* RX metadata kfuncs cause kernel panic with XDP generic mode
@ 2025-01-23 16:02 Marcus Wichelmann
2025-01-23 16:38 ` Toke Høiland-Jørgensen
0 siblings, 1 reply; 7+ messages in thread
From: Marcus Wichelmann @ 2025-01-23 16:02 UTC (permalink / raw)
To: bpf; +Cc: Stanislav Fomichev, Toke Høiland-Jørgensen
Hey there,
while taking a closer look at how the RX metadata kfuncs are implemented in the mlx5 and ice drivers,
I suspected a bug and, after testing, could in fact produce a NULL pointer dereference.
The mlx5 driver implements the RX metadata kfuncs like, for example, bpf_xdp_metadata_rx_vlan_tag by
casting the xdp_md pointer from the function argument to an mlx5e_xdp_buff pointer. This is needed to
get access to the packet metadata. See mlx5e_xdp_rx_vlan_tag for example. The ice driver works similarly.
This is fine, because normally these drivers always create a full mlx5e_xdp_buff struct when allocating
the xdp_buff struct. But when a device-bound XDP program is attached to the mlx5 netdevice in generic mode,
the xdp_buff is not allocated by the mlx5 driver but as a part of the do_xdp_generic implementation.
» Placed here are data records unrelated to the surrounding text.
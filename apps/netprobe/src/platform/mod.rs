//! Platform-specific functionality
//!
//! Network type detection lives here. Linux inspects sysfs; other platforms
//! report [`NetworkType::Unknown`] when asked.

#[cfg(target_os = "linux")]
pub mod linux;

use serde::Serialize;
use std::fmt;

/// Kind of the active network link.
#[derive(Debug, Clone, Copy, PartialEq, Eq, Serialize)]
#[serde(rename_all = "SCREAMING_SNAKE_CASE")]
pub enum NetworkType {
    Wifi,
    Mobile,
    Wimax,
    Other,
    Unknown,
}

impl NetworkType {
    pub fn as_str(&self) -> &'static str {
        match self {
            NetworkType::Wifi => "WIFI",
            NetworkType::Mobile => "MOBILE",
            NetworkType::Wimax => "WIMAX",
            NetworkType::Other => "OTHER",
            NetworkType::Unknown => "UNKNOWN",
        }
    }
}

impl fmt::Display for NetworkType {
    fn fmt(&self, f: &mut fmt::Formatter<'_>) -> fmt::Result {
        f.write_str(self.as_str())
    }
}

/// The link currently carrying traffic, with a human readable label
/// such as `WIFI/wlan0`.
#[derive(Debug, Clone, PartialEq, Eq, Serialize)]
pub struct ActiveNetwork {
    pub kind: NetworkType,
    pub label: String,
}

/// Source of the current network type.
pub trait NetworkInfoProvider: Send + Sync {
    /// `None` when no network is up.
    fn active_network(&self) -> Option<ActiveNetwork>;
}

/// Reads the network state from the operating system.
#[derive(Debug, Default, Clone, Copy)]
pub struct SystemNetworkInfo;

impl NetworkInfoProvider for SystemNetworkInfo {
    #[cfg(target_os = "linux")]
    fn active_network(&self) -> Option<ActiveNetwork> {
        linux::network::detect(std::path::Path::new(linux::network::SYSFS_NET))
    }

    #[cfg(not(target_os = "linux"))]
    fn active_network(&self) -> Option<ActiveNetwork> {
        Some(ActiveNetwork {
            kind: NetworkType::Unknown,
            label: NetworkType::Unknown.to_string(),
        })
    }
}

#[cfg(test)]
mod tests {
    use super::*;

    #[test]
    fn test_network_type_serializes_uppercase() {
        assert_eq!(
            serde_json::to_string(&NetworkType::Wimax).unwrap(),
            "\"WIMAX\""
        );
        assert_eq!(NetworkType::Mobile.to_string(), "MOBILE");
    }
}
Now, when a packet comes in and the XDP program tries to call one of these kfuncs, the kfunc implementation
will try to dereference pointers inside the mlx5e_xdp_buff struct which is not fully allocated, leading to a
NULL pointer dereference.
There is probably a check missing somewhere that prevents the use of these kfuncs in the scope of
do_xdp_generic? Or may there be another way to implement the RX metadata kfuncs in the driver that does not
involve casting the xdp_buff pointer?
Here is how this can be reproduced:
eBPF program:
#include <bpf.h>
extern int bpf_xdp_metadata_rx_vlan_tag(
const struct xdp_md *ctx, __be16 *vlan_proto, __u16 *vlan_tci) __ksym;
SEC("xdp")
int ingress(struct xdp_md *ctx) {
__be16 vlan_proto;
__u16 vlan_tci;
if (bpf_xdp_metadata_rx_vlan_tag(ctx, &vlan_proto, &vlan_tci) != 0) {
return XDP_ABORTED;
}
return XDP_DROP;
}
char _license[] SEC("license") = "GPL";
Load and attach it as a device-bound program to a mlx5 NIC in XDP-generic mode:
# bpftool prog load crash.o /sys/fs/bpf/crash xdpmeta_dev mlx5-conx5-1
# bpftool net attach xdpgeneric pinned /sys/fs/bpf/crash dev mlx5-conx5-1
Then make sure a packet is coming in on that NIC port so the XDP program gets called:
# ping -I mlx5-conx5-2 1.1.1.1
In my testing environment, mlx5-conx5-2 and mlx5-conx5-1 are directly connected.
Kernel output:
Unable to handle kernel NULL pointer dereference at virtual address 000000000000001d
Mem abort info:
ESR = 0x0000000096000004
EC = 0x25: DABT (current EL), IL = 32 bits
SET = 0, FnV = 0
EA = 0, S1PTW = 0
FSC = 0x04: level 0 translation fault
Data abort info:
ISV = 0, ISS = 0x00000004, ISS2 = 0x00000000
CM = 0, WnR = 0, TnD = 0, TagAccess = 0
GCS = 0, Overlay = 0, DirtyBit = 0, Xs = 0
user pgtable: 4k pages, 48-bit VAs, pgdp=000008035e557000
[000000000000001d] pgd=0000000000000000, p4d=0000000000000000
This was reproduced with Linux 6.12 mainline (adc2186).
--
Best regards,
Marcus Wichelmann
Linux Networking Specialist
Team SDN
______________________________
Hetzner Cloud GmbH
Feringastraße 12A
85774 Unterföhring
Germany
Phone: +49 89 381690 150
E-Mail: marcus.wichelmann@hetzner-cloud.de
Handelsregister München HRB 226782
Geschäftsführer: Sebastian Färber, Markus Kalmuk
------------------
For information on the processing of your personal
data in the context of this contact, please see
https://hetzner-cloud.de/datenschutz
------------------
^ permalink raw reply [flat|nested] 7+ messages in thread
* Re: RX metadata kfuncs cause kernel panic with XDP generic mode
2025-01-23 16:02 RX metadata kfuncs cause kernel panic with XDP generic mode Marcus Wichelmann
@ 2025-01-23 16:38 ` Toke Høiland-Jørgensen
2025-01-23 17:59 ` Marcus Wichelmann
2025-01-23 19:13 ` Stanislav Fomichev
0 siblings, 2 replies; 7+ messages in thread
From: Toke Høiland-Jørgensen @ 2025-01-23 16:38 UTC (permalink / raw)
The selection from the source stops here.